Dataset entries:

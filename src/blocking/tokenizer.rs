//! Token segmentation for the lexical signals.
//!
//! Latin words and digits are kept whole; runs of CJK ideographs, kana and
//! hangul are split into overlapping character bigrams, which approximates
//! word segmentation for languages without spaces.

use std::collections::HashSet;

/// Splits raw text into tokens. Implementations must be deterministic.
pub trait Tokenizer: Send + Sync {
    /// Ordered tokens, repeats kept.
    fn tokens(&self, text: &str) -> Vec<String>;

    /// Distinct tokens of `text`.
    fn segment(&self, text: &str) -> HashSet<String> {
        self.tokens(text).into_iter().collect()
    }
}

/// Default tokenizer for mixed Latin/CJK text.
#[derive(Debug, Clone, Copy, Default)]
pub struct MixedScriptTokenizer;

impl Tokenizer for MixedScriptTokenizer {
    fn tokens(&self, text: &str) -> Vec<String> {
        let mut tokens = Vec::new();
        let mut word = String::new();
        let mut ideographs: Vec<char> = Vec::new();

        for ch in text.chars() {
            if is_cjk(ch) {
                flush_word(&mut word, &mut tokens);
                ideographs.push(ch);
            } else if ch.is_alphanumeric() {
                flush_ideographs(&mut ideographs, &mut tokens);
                word.extend(ch.to_lowercase());
            } else {
                flush_word(&mut word, &mut tokens);
                flush_ideographs(&mut ideographs, &mut tokens);
            }
        }
        flush_word(&mut word, &mut tokens);
        flush_ideographs(&mut ideographs, &mut tokens);

        tokens
    }
}

fn flush_word(word: &mut String, tokens: &mut Vec<String>) {
    if !word.is_empty() {
        tokens.push(std::mem::take(word));
    }
}

fn flush_ideographs(run: &mut Vec<char>, tokens: &mut Vec<String>) {
    match run.len() {
        0 => {}
        1 => tokens.push(run[0].to_string()),
        _ => tokens.extend(run.windows(2).map(|pair| pair.iter().collect::<String>())),
    }
    run.clear();
}

fn is_cjk(ch: char) -> bool {
    matches!(ch as u32,
        0x3040..=0x30FF      // hiragana, katakana
        | 0x3400..=0x4DBF    // CJK extension A
        | 0x4E00..=0x9FFF    // CJK unified ideographs
        | 0xAC00..=0xD7AF    // hangul syllables
        | 0xF900..=0xFAFF    // CJK compatibility ideographs
        | 0x20000..=0x2A6DF  // CJK extension B
    )
}
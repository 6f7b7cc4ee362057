//! Bounded worker pools for the parallel stages.

use rayon::ThreadPoolBuilder;

/// Parse a parallelism setting: `"auto"` or a positive integer.
pub fn parse_parallelism(value: &str) -> Result<usize, String> {
    if value.trim().eq_ignore_ascii_case("auto") {
        return Ok(available_threads());
    }
    match value.trim().parse::<usize>() {
        Ok(0) => Err("must be 'auto' or a positive integer, got '0'".to_string()),
        Ok(n) => Ok(n),
        Err(_) => Err(format!("must be 'auto' or a positive integer, got '{value}'")),
    }
}

fn available_threads() -> usize {
    std::thread::available_parallelism()
        .map(|n| n.get())
        .unwrap_or(1)
}

/// Run `op` on a dedicated pool of `threads` workers.
///
/// Falls back to the global rayon pool if the dedicated pool cannot be built.
pub fn run_in_pool<R, F>(threads: usize, op: F) -> R
where
    R: Send,
    F: FnOnce() -> R + Send,
{
    match ThreadPoolBuilder::new().num_threads(threads.max(1)).build() {
        Ok(pool) => pool.install(op),
        Err(err) => {
            log::warn!("failed to build worker pool of {threads} threads: {err}; using global pool");
            op()
        }
    }
}
//! Bounded retry with exponential or fixed backoff.

use std::fmt;
use std::time::Duration;

use rand::random;

#[derive(Debug, Clone, Copy, PartialEq)]
pub enum Backoff {
    /// `base * 2^(attempt - 1)`, capped at `max`
    Exponential { base: Duration, max: Duration },
    Fixed(Duration),
}

#[derive(Debug, Clone, PartialEq)]
pub struct RetryPolicy {
    /// Total attempts, including the first one
    pub max_attempts: u32,
    pub backoff: Backoff,
    /// Upper bound of the random delay added to every wait
    pub jitter: Duration,
}

/// All attempts failed; carries the last error.
#[derive(Debug)]
pub struct Exhausted<E> {
    pub attempts: u32,
    pub source: E,
}

impl<E: fmt::Display> fmt::Display for Exhausted<E> {
    fn fmt(&self, f: &mut fmt::Formatter<'_>) -> fmt::Result {
        write!(f, "gave up after {} attempts: {}", self.attempts, self.source)
    }
}

impl<E: fmt::Debug + fmt::Display> std::error::Error for Exhausted<E> {}

impl RetryPolicy {
    pub fn exponential(max_attempts: u32, base: Duration, max: Duration) -> Self {
        Self {
            max_attempts,
            backoff: Backoff::Exponential { base, max },
            jitter: Duration::ZERO,
        }
    }

    pub fn fixed(max_attempts: u32, delay: Duration) -> Self {
        Self {
            max_attempts,
            backoff: Backoff::Fixed(delay),
            jitter: Duration::ZERO,
        }
    }

    pub fn with_jitter(mut self, jitter: Duration) -> Self {
        self.jitter = jitter;
        self
    }

    /// Wait before attempt `attempt + 1`, after `attempt` failures (1-based).
    pub fn delay_for(&self, attempt: u32) -> Duration {
        match self.backoff {
            Backoff::Fixed(delay) => delay,
            Backoff::Exponential { base, max } => {
                let factor = 2u32.saturating_pow(attempt.saturating_sub(1));
                base.saturating_mul(factor).min(max)
            }
        }
    }

    /// Run `op` until it succeeds or the attempts run out.
    ///
    /// `op` receives the 1-based attempt number.
    pub fn run<T, E, F>(&self, label: &str, mut op: F) -> Result<T, Exhausted<E>>
    where
        E: fmt::Display,
        F: FnMut(u32) -> Result<T, E>,
    {
        let max_attempts = self.max_attempts.max(1);
        let mut attempt = 1;
        loop {
            match op(attempt) {
                Ok(value) => return Ok(value),
                Err(err) if attempt >= max_attempts => {
                    log::error!("{label}: attempt {attempt}/{max_attempts} failed: {err}");
                    return Err(Exhausted {
                        attempts: attempt,
                        source: err,
                    });
                }
                Err(err) => {
                    let delay = self.delay_for(attempt) + self.jitter_sample();
                    log::warn!(
                        "{label}: attempt {attempt}/{max_attempts} failed: {err}; retrying in {}ms",
                        delay.as_millis()
                    );
                    if !delay.is_zero() {
                        std::thread::sleep(delay);
                    }
                    attempt += 1;
                }
            }
        }
    }

    fn jitter_sample(&self) -> Duration {
        let bound = self.jitter.as_millis() as u64;
        if bound == 0 {
            return Duration::ZERO;
        }
        Duration::from_millis(random::<u64>() % bound)
    }
}
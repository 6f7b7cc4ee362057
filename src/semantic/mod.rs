//! Embedding-based refinement of lexical candidates.
//!
//! # Architecture
//!
//! - `embeddings`: provider seam plus the fastembed-backed local model
//! - `openai`: client for OpenAI-compatible embedding endpoints
//! - `index`: vector index seam and the in-memory L2 implementation
//! - `retry`: bounded retry with backoff for provider and index setup
//! - `refiner`: vocabulary reduction, index population and the kNN scan

pub mod embeddings;
mod index;
mod openai;
mod refiner;
mod retry;

#[cfg(feature = "local-embeddings")]
pub use embeddings::LocalEmbedder;
pub use embeddings::{EmbeddingError, EmbeddingProvider, DEFAULT_LOCAL_MODEL};
pub use index::{Hit, IndexError, MemoryIndex, VectorIndex};
pub use openai::{OpenAiEmbedder, DEFAULT_OPENAI_BASE, DEFAULT_OPENAI_MODEL};
pub use refiner::{
    refine, search_similar, RefineOptions, RowPolicy, SkippedComparison,
    DEFAULT_COLLECTION, DEFAULT_SIMILARITY_THRESHOLD,
};
pub use retry::RetryPolicy;
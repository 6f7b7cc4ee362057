use std::io::IsTerminal;
use std::path::Path;

use clap::Parser;
use tracing_subscriber::EnvFilter;

mod blocking;
mod cli;
mod config;
mod errors;
mod pairs;
mod pipeline;
mod progress;
mod registry;
mod report;
mod semantic;
mod spreadsheet;
#[cfg(test)]
mod tests;
mod web;
mod workers;

use config::{check_filter_threshold, check_similarity_threshold, Config};
use pipeline::{PipelineContext, PipelineOptions};
use report::ReportFilter;

fn init_logging() {
    let filter = EnvFilter::try_from_default_env().unwrap_or_else(|_| EnvFilter::new("info"));
    tracing_subscriber::fmt()
        .with_env_filter(filter)
        .with_writer(std::io::stderr)
        .init();
}

fn main() -> anyhow::Result<()> {
    init_logging();
    let args = cli::Args::parse();

    let mut config = Config::load_with(&args.config_dir)?;
    let show_progress = !args.quiet && std::io::stderr().is_terminal();

    match args.command {
        cli::Command::Run {
            input,
            column,
            filter_threshold,
            similarity_threshold,
            output_dir,
            provider,
            json,
        } => {
            if let Some(provider) = provider {
                config.embedding.provider = provider;
            }
            if let Some(dir) = output_dir {
                config.report.output_dir = dir.to_string_lossy().to_string();
            }

            let mut options = PipelineOptions::from_config(&config, show_progress);
            if let Some(value) = filter_threshold {
                options.blocking.filter_threshold = check_filter_threshold("filter threshold", value)?;
            }
            if let Some(value) = similarity_threshold {
                options.refine.similarity_threshold =
                    check_similarity_threshold("similarity threshold", value)?;
            }

            let rows = spreadsheet::read_column(&input, &column)?;
            let ctx = PipelineContext::from_config(&config)?;
            let output = pipeline::run(&ctx, &rows, &options)?;

            if json {
                println!("{}", serde_json::to_string_pretty(&output.response())?);
                return Ok(());
            }

            println!(
                "{} records, {} candidate pairs, {} similar pairs",
                output.total_records,
                output.candidates.len(),
                output.pairs.len()
            );
            for pair in &output.pairs {
                println!(
                    "{:>8}  #{} <-> #{}  {:?} | {:?}",
                    pair.similarity_percentage(),
                    pair.row_a,
                    pair.row_b,
                    pair.text_a,
                    pair.text_b
                );
            }
            for skipped in &output.skipped {
                println!("skipped {:?}: {}", skipped.text, skipped.reason);
            }
            if let Some(path) = &options.final_report {
                println!("report written to {}", path.display());
            }
            Ok(())
        }

        cli::Command::Filter { report, kind } => {
            let filter = ReportFilter::parse(&kind);
            let report = report.unwrap_or_else(|| config.report_path());
            let path = report::filter_report(Path::new(&report), filter)?;
            println!("{}", path.display());
            Ok(())
        }

        cli::Command::Search {
            input,
            column,
            query,
            top_k,
            provider,
        } => {
            if let Some(provider) = provider {
                config.embedding.provider = provider;
            }
            let rows = spreadsheet::read_column(&input, &column)?;
            let ctx = PipelineContext::from_config(&config)?;
            let options = config.refine_options(show_progress);

            let hits = pipeline::search(&ctx, &rows, &query, top_k, &options)?;
            for (text, similarity) in hits {
                println!("{:>8}  {text}", pairs::format_percentage(similarity));
            }
            Ok(())
        }

        cli::Command::Serve { bind } => {
            if let Some(bind) = bind {
                config.server.bind = bind;
            }
            let ctx = PipelineContext::from_config(&config)?;
            web::start_daemon(ctx, config)
        }
    }
}
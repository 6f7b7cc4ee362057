use std::fmt;

/// Setup step whose retry budget ran out.
#[derive(Debug, Clone, Copy, PartialEq, Eq)]
pub enum SetupStage {
    Embedding,
    Index,
}

impl fmt::Display for SetupStage {
    fn fmt(&self, f: &mut fmt::Formatter<'_>) -> fmt::Result {
        match self {
            SetupStage::Embedding => f.write_str("embedding"),
            SetupStage::Index => f.write_str("vector index"),
        }
    }
}

#[derive(thiserror::Error, Debug)]
pub enum DedupError {
    #[error("invalid input: {0}")]
    Input(String),

    #[error("{stage} setup failed after {attempts} attempts: {message}")]
    FatalSetup {
        stage: SetupStage,
        attempts: u32,
        message: String,
    },

    #[error("report error: {0}")]
    Report(String),

    #[error("csv error: {0}")]
    Csv(#[from] csv::Error),

    #[error("io error: {0:?}")]
    Io(#[from] std::io::Error),
}

impl From<base64::DecodeError> for DedupError {
    fn from(err: base64::DecodeError) -> Self {
        DedupError::Input(format!("file is not valid base64: {err}"))
    }
}
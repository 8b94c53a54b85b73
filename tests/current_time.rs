use actix_web::http::{Method, StatusCode, header};
use actix_web::{App, test, web};
use chrono::DateTime;
use futures::future::join_all;
use sea_orm::{
    ConnectOptions, ConnectionTrait, Database, DatabaseConnection, EntityTrait, PaginatorTrait,
    Schema,
};
use time_log_backend::models::time_log;
use time_log_backend::routes;
use time_log_backend::utils::time::ZonedClock;

fn toronto() -> ZonedClock {
    ZonedClock::new(chrono_tz::America::Toronto)
}

async fn connect(url: &str) -> DatabaseConnection {
    let mut options = ConnectOptions::new(url.to_owned());
    // Une base SQLite en mémoire n'existe que pour sa connexion
    options
        .max_connections(1)
        .min_connections(1)
        .sqlx_logging(false);
    Database::connect(options).await.expect("connect sqlite")
}

async fn create_table(db: &DatabaseConnection) {
    let backend = db.get_database_backend();
    let schema = Schema::new(backend);
    db.execute(backend.build(&schema.create_table_from_entity(time_log::Entity)))
        .await
        .expect("create time_log");
}

async fn setup_db() -> DatabaseConnection {
    let db = connect("sqlite::memory:").await;
    create_table(&db).await;
    db
}

async fn row_count(db: &DatabaseConnection) -> u64 {
    time_log::Entity::find().count(db).await.expect("count rows")
}

#[actix_web::test]
async fn get_records_one_row_and_returns_json() {
    let db = setup_db().await;
    let app = test::init_service(
        App::new()
            .app_data(web::Data::new(db.clone()))
            .app_data(web::Data::new(toronto()))
            .configure(routes::configure_routes),
    )
    .await;

    let req = test::TestRequest::get().uri("/current-time").to_request();
    let resp = test::call_service(&app, req).await;

    assert_eq!(resp.status(), StatusCode::OK);
    assert_eq!(
        resp.headers().get(header::CONTENT_TYPE).unwrap(),
        "application/json"
    );

    let body: serde_json::Value = test::read_body_json(resp).await;
    let current_time = body["current_time"].as_str().expect("current_time field");
    assert!(
        DateTime::parse_from_rfc2822(current_time).is_ok(),
        "not an RFC 1123 date: {}",
        current_time
    );
    assert!(current_time.ends_with(" EST") || current_time.ends_with(" EDT"));

    assert_eq!(row_count(&db).await, 1);
}

#[actix_web::test]
async fn stored_date_matches_today_in_configured_zone() {
    let db = setup_db().await;
    let clock = toronto();
    let app = test::init_service(
        App::new()
            .app_data(web::Data::new(db.clone()))
            .app_data(web::Data::new(clock))
            .configure(routes::configure_routes),
    )
    .await;

    let before = clock.now().date_naive();
    let req = test::TestRequest::get().uri("/current-time").to_request();
    let resp = test::call_service(&app, req).await;
    let after = clock.now().date_naive();
    assert_eq!(resp.status(), StatusCode::OK);

    let rows = time_log::Entity::find().all(&db).await.unwrap();
    assert_eq!(rows.len(), 1);

    // Un appel à cheval sur minuit peut tomber sur l'un ou l'autre jour
    let stored = rows[0].timestamp.date();
    assert!(stored == before || stored == after, "stored date {} not today", stored);
}

#[actix_web::test]
async fn any_method_is_accepted() {
    let db = setup_db().await;
    let app = test::init_service(
        App::new()
            .app_data(web::Data::new(db.clone()))
            .app_data(web::Data::new(toronto()))
            .configure(routes::configure_routes),
    )
    .await;

    for method in [Method::POST, Method::PUT, Method::DELETE, Method::PATCH] {
        let req = test::TestRequest::default()
            .method(method.clone())
            .uri("/current-time")
            .to_request();
        let resp = test::call_service(&app, req).await;
        assert_eq!(resp.status(), StatusCode::OK, "method {}", method);
    }

    assert_eq!(row_count(&db).await, 4);
}

#[actix_web::test]
async fn other_paths_are_not_found() {
    let db = setup_db().await;
    let app = test::init_service(
        App::new()
            .app_data(web::Data::new(db.clone()))
            .app_data(web::Data::new(toronto()))
            .configure(routes::configure_routes),
    )
    .await;

    let req = test::TestRequest::get().uri("/time").to_request();
    let resp = test::call_service(&app, req).await;

    assert_eq!(resp.status(), StatusCode::NOT_FOUND);
    assert_eq!(row_count(&db).await, 0);
}

#[actix_web::test]
async fn disconnected_store_returns_500() {
    let counter = setup_db().await;
    let app = test::init_service(
        App::new()
            .app_data(web::Data::new(DatabaseConnection::Disconnected))
            .app_data(web::Data::new(toronto()))
            .configure(routes::configure_routes),
    )
    .await;

    let req = test::TestRequest::get().uri("/current-time").to_request();
    let resp = test::call_service(&app, req).await;

    assert_eq!(resp.status(), StatusCode::INTERNAL_SERVER_ERROR);
    assert!(
        resp.headers()
            .get(header::CONTENT_TYPE)
            .unwrap()
            .to_str()
            .unwrap()
            .starts_with("text/plain")
    );
    let body = test::read_body(resp).await;
    assert_eq!(body, "Database insert failed");
    assert_eq!(row_count(&counter).await, 0);
}

#[actix_web::test]
async fn closed_pool_returns_500_and_row_count_is_unchanged() {
    let path = std::env::temp_dir().join(format!(
        "time_log_closed_pool_{}.db",
        std::process::id()
    ));
    let _ = std::fs::remove_file(&path);
    let url = format!("sqlite://{}?mode=rwc", path.display());

    let db = connect(&url).await;
    create_table(&db).await;
    let counter = connect(&url).await;

    let app = test::init_service(
        App::new()
            .app_data(web::Data::new(db.clone()))
            .app_data(web::Data::new(toronto()))
            .configure(routes::configure_routes),
    )
    .await;

    let req = test::TestRequest::get().uri("/current-time").to_request();
    let resp = test::call_service(&app, req).await;
    assert_eq!(resp.status(), StatusCode::OK);
    assert_eq!(row_count(&counter).await, 1);

    // Ferme le pool partagé par l'application
    db.close().await.unwrap();

    let req = test::TestRequest::get().uri("/current-time").to_request();
    let resp = test::call_service(&app, req).await;
    assert_eq!(resp.status(), StatusCode::INTERNAL_SERVER_ERROR);
    assert_eq!(test::read_body(resp).await, "Database insert failed");
    assert_eq!(row_count(&counter).await, 1);

    counter.close().await.unwrap();
    let _ = std::fs::remove_file(&path);
}

#[actix_web::test]
async fn missing_table_returns_500() {
    let db = connect("sqlite::memory:").await;
    let app = test::init_service(
        App::new()
            .app_data(web::Data::new(db.clone()))
            .app_data(web::Data::new(toronto()))
            .configure(routes::configure_routes),
    )
    .await;

    let req = test::TestRequest::get().uri("/current-time").to_request();
    let resp = test::call_service(&app, req).await;

    assert_eq!(resp.status(), StatusCode::INTERNAL_SERVER_ERROR);
    assert_eq!(test::read_body(resp).await, "Database insert failed");
}

#[actix_web::test]
async fn concurrent_requests_each_insert_one_row() {
    let db = setup_db().await;
    let app = test::init_service(
        App::new()
            .app_data(web::Data::new(db.clone()))
            .app_data(web::Data::new(toronto()))
            .configure(routes::configure_routes),
    )
    .await;

    let calls = (0..50).map(|_| {
        let req = test::TestRequest::get().uri("/current-time").to_request();
        test::call_service(&app, req)
    });
    let responses = join_all(calls).await;

    assert!(responses.iter().all(|r| r.status() == StatusCode::OK));
    assert_eq!(row_count(&db).await, 50);
}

_What you are asked to do_: Among the entries, count how many lines hold the string "openai", then state only that number.

_Solved problem_: 3